Texas Attorney General Ken Paxton filed a brief in federal court to remove the rules barring discrimination based on gender identity and women’s abortion rights from the Affordable Care Act on Monday. Texas has been joined by seven other states including Arizona, Kansas, Kentucky, Mississippi, Louisiana, Nebraska, and Wisconsin.
The brief seeks to remove regulations issued in 2016 by the U.S. Department of Health and Human Services under the Obama Administration that defined sex discrimination as it relates to the ACA to include refusing to provide insurance coverage or medical treatment to transgender individuals or women who'd decided to seek an abortion. The regulations were originally held up from being implemented by U.S. District Judge Reed O'Connor, who issued an injunction in 2016. Now Paxton seeks to remove them permanently.
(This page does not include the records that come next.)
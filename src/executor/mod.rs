//! Stage executors — run one stage against an input buffer.
//!
//! The controller only sees [`StageExecutor`]. How the input reaches the
//! process (stdin pipe, staging file, something else) is the executor's
//! business.

pub mod shell;
pub mod staging;

use async_trait::async_trait;

use crate::buffer::Buffer;
use crate::stage::Stage;

pub use shell::ShellExecutor;

/// Why a stage produced no buffer.
///
/// Messages are fixed text; the underlying OS error goes to the log only.
#[derive(Debug, Clone, Copy, PartialEq, Eq, thiserror::Error)]
pub enum ExecutionError {
    /// The process or its I/O channel could not be created.
    #[error("Error executing command")]
    Spawn,

    /// The input could not be handed over to the stage.
    #[error("Error writing stage input")]
    StagingWrite,
}

/// Runs a single stage. Called strictly one stage at a time.
#[async_trait]
pub trait StageExecutor: Send {
    /// Execute `stage` with `input` as its standard input and return its
    /// captured standard output.
    async fn execute(&mut self, stage: &Stage, input: Buffer) -> Result<Buffer, ExecutionError>;
}
//! Display-width helpers for stage output.
//!
//! Stage output is arbitrary text: tabs, carriage returns, escape bytes,
//! wide characters. Everything that reaches a panel goes through here first
//! so what ratatui measures is what the terminal shows.

use unicode_width::{UnicodeWidthChar, UnicodeWidthStr};

/// Tab stops every 8 columns, like a terminal.
pub const TAB_WIDTH: usize = 8;

/// Display width of a string in terminal columns.
pub fn display_width(s: &str) -> usize {
    UnicodeWidthStr::width(s)
}

/// Expand tabs to spaces and drop other control characters.
pub fn sanitize(line: &str) -> String {
    let mut out = String::with_capacity(line.len());
    let mut col = 0usize;
    for ch in line.chars() {
        if ch == '\t' {
            let pad = TAB_WIDTH - col % TAB_WIDTH;
            out.extend(std::iter::repeat(' ').take(pad));
            col += pad;
        } else if ch.is_control() {
            continue;
        } else {
            out.push(ch);
            col += ch.width().unwrap_or(0);
        }
    }
    out
}

/// Clip to `max_width` columns, marking the cut with `…`.
pub fn clip(s: &str, max_width: usize) -> String {
    if display_width(s) <= max_width {
        return s.to_string();
    }
    if max_width == 0 {
        return String::new();
    }
    let budget = max_width - 1;
    let mut out = String::new();
    let mut col = 0usize;
    for ch in s.chars() {
        let w = ch.width().unwrap_or(0);
        if col + w > budget {
            break;
        }
        out.push(ch);
        col += w;
    }
    out.push('…');
    out
}
//! Buffer — the byte payload handed from one stage to the next.
//!
//! Bounded by the capture limit: one slot is reserved for a terminator,
//! so a buffer never holds more than `capture_limit - 1` bytes.
//! Content from the first NUL onwards is dropped, so the logical payload is
//! always NUL-free. Both rules truncate; neither fails.

use std::borrow::Cow;

/// Owned, bounded stage payload. Moved between controller and executor.
#[derive(Debug, Clone, Default, PartialEq, Eq)]
pub struct Buffer {
    bytes: Vec<u8>,
}

impl Buffer {
    /// Empty buffer.
    pub fn new() -> Self {
        Self::default()
    }

    /// Largest payload a buffer may carry under `capture_limit`.
    pub fn max_len(capture_limit: usize) -> usize {
        capture_limit.saturating_sub(1)
    }

    /// Build a buffer from captured bytes, enforcing both invariants.
    pub fn from_capture(mut bytes: Vec<u8>, capture_limit: usize) -> Self {
        if let Some(nul) = bytes.iter().position(|&b| b == 0) {
            bytes.truncate(nul);
        }
        bytes.truncate(Self::max_len(capture_limit));
        Self { bytes }
    }

    /// The seed payload written once before stage 0.
    pub fn seed(text: &str, capture_limit: usize) -> Self {
        Self::from_capture(text.as_bytes().to_vec(), capture_limit)
    }

    pub fn as_bytes(&self) -> &[u8] {
        &self.bytes
    }

    pub fn len(&self) -> usize {
        self.bytes.len()
    }

    pub fn is_empty(&self) -> bool {
        self.bytes.is_empty()
    }

    /// Text view of the payload. Invalid UTF-8 is replaced, not rejected.
    pub fn text(&self) -> Cow<'_, str> {
        String::from_utf8_lossy(&self.bytes)
    }
}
"The federal government has no right to force Texans to pay for surgical procedures intended to change a person's sex," Paxton said in a statement. "Our multi-state coalition is asking the U.S. District Court to issue a summary judgment to protect medical professionals who believe that engaging in such procedures or treatment violates their Hippocratic Oath, their conscience, or their personal religious beliefs, which are protected by the Constitution and federal law."
The federal government has been expected to rescind the protections by redefining the definition of term “sex,” but it has yet to do so formally. It is said that Paxton and other conservative leaders have been angered by the delay. In Monday’s, they told O'Connor they shouldn't have to wait for federal bureaucrats to issue a new interpretation of the rules.
“Two years and nine status reports by the federal government later, there has been no progress,” the brief states. “Thus, it is time for the Rule to be set aside and wiped permanently from the Code of Federal Regulations.”
Paxton, who won re-election this past November, has historically campaigned against the rights of the transgender community. With the help of Judge Reed O'Connor in August 2016, he was successful in getting an injunction issued against Obama administration’s restroom and locker room guidance for transgender students in schools. He was also a proponent of the failed Texas “bathroom bill” SB 6, which would have forced the transgender residents of Texas to use restrooms in public schools, government buildings and public universities based on their assigned sex at birth.